**THE PROBLEM**
Scan the entries for "Immutable". Every line that holds it is to be copied.

(Beginning of MATERIAL PROVIDED)

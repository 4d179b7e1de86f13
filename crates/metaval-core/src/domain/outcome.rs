//! Validation outcome: structured violations and their accumulator.
//!
//! A [`Violation`] keeps the failing property and the template arguments
//! apart from the rendered text. Rendering happens in `Display`, which
//! reproduces the message wording downstream code may already match on
//! (including "should no at most").

use std::fmt;

use serde::ser::{Serialize, SerializeStruct, Serializer};

use crate::domain::{rules::keys, value::Value};

/// What went wrong, with the arguments its message needs.
#[derive(Debug, Clone, PartialEq)]
pub enum ViolationKind {
    Required,
    /// The subject cannot answer uniqueness queries.
    UniqueUnsupported { class: String },
    NotUnique { class: String },
    /// The subject cannot tell whether it is a new record.
    NotEntity { class: String },
    Immutable,
    Min { min: Value },
    Max { max: Value },
    MinLength { min: i64 },
    MaxLength { max: i64 },
    /// `options` is the rule value exactly as configured.
    Options { options: String },
    Type { type_name: String },
    Pattern,
}

impl ViolationKind {
    /// The rule directive that produced this violation.
    pub const fn rule(&self) -> &'static str {
        match self {
            Self::Required => keys::REQUIRED,
            Self::UniqueUnsupported { .. } | Self::NotUnique { .. } => keys::UNIQUE,
            Self::NotEntity { .. } | Self::Immutable => keys::IMMUTABLE,
            Self::Min { .. } => keys::MIN,
            Self::Max { .. } => keys::MAX,
            Self::MinLength { .. } => keys::MIN_LENGTH,
            Self::MaxLength { .. } => keys::MAX_LENGTH,
            Self::Options { .. } => keys::OPTIONS,
            Self::Type { .. } => keys::TYPE,
            Self::Pattern => keys::PATTERN,
        }
    }
}

/// One failed rule on one property.
#[derive(Debug, Clone, PartialEq)]
pub struct Violation {
    property: String,
    kind: ViolationKind,
}

impl Violation {
    pub fn new(property: impl Into<String>, kind: ViolationKind) -> Self {
        Self {
            property: property.into(),
            kind,
        }
    }

    pub fn property(&self) -> &str {
        &self.property
    }

    pub fn kind(&self) -> &ViolationKind {
        &self.kind
    }

    pub fn rule(&self) -> &'static str {
        self.kind.rule()
    }
}

impl fmt::Display for Violation {
    fn fmt(&self, f: &mut fmt::Formatter<'_>) -> fmt::Result {
        let prop = &self.property;
        match &self.kind {
            ViolationKind::Required => write!(f, "{prop} is required"),
            ViolationKind::UniqueUnsupported { class } => {
                write!(f, "{class} can't check if it has a unique {prop}")
            }
            ViolationKind::NotUnique { class } => {
                write!(f, "There is already a {class} with this {prop}")
            }
            ViolationKind::NotEntity { class } => {
                write!(f, "{class} is not Entity, can't check if {prop} has changed")
            }
            ViolationKind::Immutable => write!(f, "{prop} shouldn't be modified"),
            ViolationKind::Min { min } => write!(f, "{prop} should be at least {min}"),
            ViolationKind::Max { max } => write!(f, "{prop} should no at most {max}"),
            ViolationKind::MinLength { min } => {
                write!(f, "{prop} should be at least {min} characters")
            }
            ViolationKind::MaxLength { max } => {
                write!(f, "{prop} should be at most {max} characters")
            }
            ViolationKind::Options { options } => {
                write!(f, "{prop} should be one of: {options}")
            }
            ViolationKind::Type { type_name } => write!(f, "{prop} isn't a valid {type_name}"),
            ViolationKind::Pattern => write!(f, "{prop} isn't valid"),
        }
    }
}

/// Serialised as `{ "property", "rule", "message" }`.
impl Serialize for Violation {
    fn serialize<S: Serializer>(&self, serializer: S) -> Result<S::Ok, S::Error> {
        let mut state = serializer.serialize_struct("Violation", 3)?;
        state.serialize_field("property", &self.property)?;
        state.serialize_field("rule", self.rule())?;
        state.serialize_field("message", &self.to_string())?;
        state.end()
    }
}

/// Append-only accumulator of violations for one validation pass.
#[derive(Debug, Clone, Default, PartialEq, serde::Serialize)]
pub struct ValidationOutcome {
    violations: Vec<Violation>,
}

impl ValidationOutcome {
    pub fn new() -> Self {
        Self::default()
    }

    /// Record a violation.
    pub fn add_error(&mut self, violation: Violation) {
        self.violations.push(violation);
    }

    /// Append all of `other`'s violations, preserving their order.
    pub fn merge(&mut self, other: ValidationOutcome) {
        self.violations.extend(other.violations);
    }

    /// `true` when no violation was recorded.
    pub fn is_valid(&self) -> bool {
        self.violations.is_empty()
    }

    pub fn len(&self) -> usize {
        self.violations.len()
    }

    pub fn is_empty(&self) -> bool {
        self.violations.is_empty()
    }

    pub fn violations(&self) -> &[Violation] {
        &self.violations
    }

    /// Violations recorded against one property.
    pub fn for_property<'a>(&'a self, property: &'a str) -> impl Iterator<Item = &'a Violation> {
        self.violations
            .iter()
            .filter(move |v| v.property == property)
    }

    /// Rendered messages, in the order checks ran.
    pub fn messages(&self) -> Vec<String> {
        self.violations.iter().map(ToString::to_string).collect()
    }
}

impl IntoIterator for ValidationOutcome {
    type Item = Violation;
    type IntoIter = std::vec::IntoIter<Violation>;

    fn into_iter(self) -> Self::IntoIter {
        self.violations.into_iter()
    }
}

impl<'a> IntoIterator for &'a ValidationOutcome {
    type Item = &'a Violation;
    type IntoIter = std::slice::Iter<'a, Violation>;

    fn into_iter(self) -> Self::IntoIter {
        self.violations.iter()
    }
}

#[cfg(test)]
mod tests {
    use super::*;

    fn v(property: &str, kind: ViolationKind) -> Violation {
        Violation::new(property, kind)
    }

    #[test]
    fn renders_every_template() {
        let class = || "User".to_owned();
        let cases = [
            (v("name", ViolationKind::Required), "name is required"),
            (
                v("email", ViolationKind::UniqueUnsupported { class: class() }),
                "User can't check if it has a unique email",
            ),
            (
                v("email", ViolationKind::NotUnique { class: class() }),
                "There is already a User with this email",
            ),
            (
                v("slug", ViolationKind::NotEntity { class: class() }),
                "User is not Entity, can't check if slug has changed",
            ),
            (v("slug", ViolationKind::Immutable), "slug shouldn't be modified"),
            (
                v("age", ViolationKind::Min { min: Value::Int(18) }),
                "age should be at least 18",
            ),
            (
                v("age", ViolationKind::Max { max: Value::from("10") }),
                "age should no at most 10",
            ),
            (
                v("code", ViolationKind::MinLength { min: 5 }),
                "code should be at least 5 characters",
            ),
            (
                v("code", ViolationKind::MaxLength { max: 3 }),
                "code should be at most 3 characters",
            ),
            (
                v("size", ViolationKind::Options { options: "foo,bar, baz".into() }),
                "size should be one of: foo,bar, baz",
            ),
            (
                v("tint", ViolationKind::Type { type_name: "color".into() }),
                "tint isn't a valid color",
            ),
            (v("zip", ViolationKind::Pattern), "zip isn't valid"),
        ];

        for (violation, expected) in cases {
            assert_eq!(violation.to_string(), expected);
        }
    }

    #[test]
    fn merge_preserves_order() {
        let mut first = ValidationOutcome::new();
        first.add_error(v("a", ViolationKind::Required));

        let mut second = ValidationOutcome::new();
        second.add_error(v("b", ViolationKind::Required));
        second.add_error(v("c", ViolationKind::Pattern));

        first.merge(second);
        first.merge(ValidationOutcome::new());

        assert_eq!(
            first.messages(),
            vec!["a is required", "b is required", "c isn't valid"]
        );
    }

    #[test]
    fn empty_outcome_is_valid() {
        let outcome = ValidationOutcome::new();
        assert!(outcome.is_valid());
        assert_eq!(outcome.len(), 0);
    }

    #[test]
    fn for_property_filters() {
        let mut outcome = ValidationOutcome::new();
        outcome.add_error(v("a", ViolationKind::Pattern));
        outcome.add_error(v("b", ViolationKind::Required));
        outcome.add_error(v("a", ViolationKind::Type { type_name: "url".into() }));

        assert_eq!(outcome.for_property("a").count(), 2);
        assert_eq!(outcome.for_property("c").count(), 0);
    }

    #[test]
    fn serializes_property_rule_message() {
        let mut outcome = ValidationOutcome::new();
        outcome.add_error(v("age", ViolationKind::Min { min: Value::Int(18) }));

        let json = serde_json::to_value(&outcome).unwrap();
        assert_eq!(
            json,
            serde_json::json!({
                "violations": [
                    { "property": "age", "rule": "min", "message": "age should be at least 18" }
                ]
            })
        );
    }
}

(End of MATERIAL PROVIDED)

**WRITTEN REPLY**
    Immutable,
            Self::NotEntity { .. } | Self::Immutable => keys::IMMUTABLE,
            ViolationKind::Immutable => write!(f, "{prop} shouldn't be modified"),
            (v("slug", ViolationKind::Immutable), "slug shouldn't be modified"),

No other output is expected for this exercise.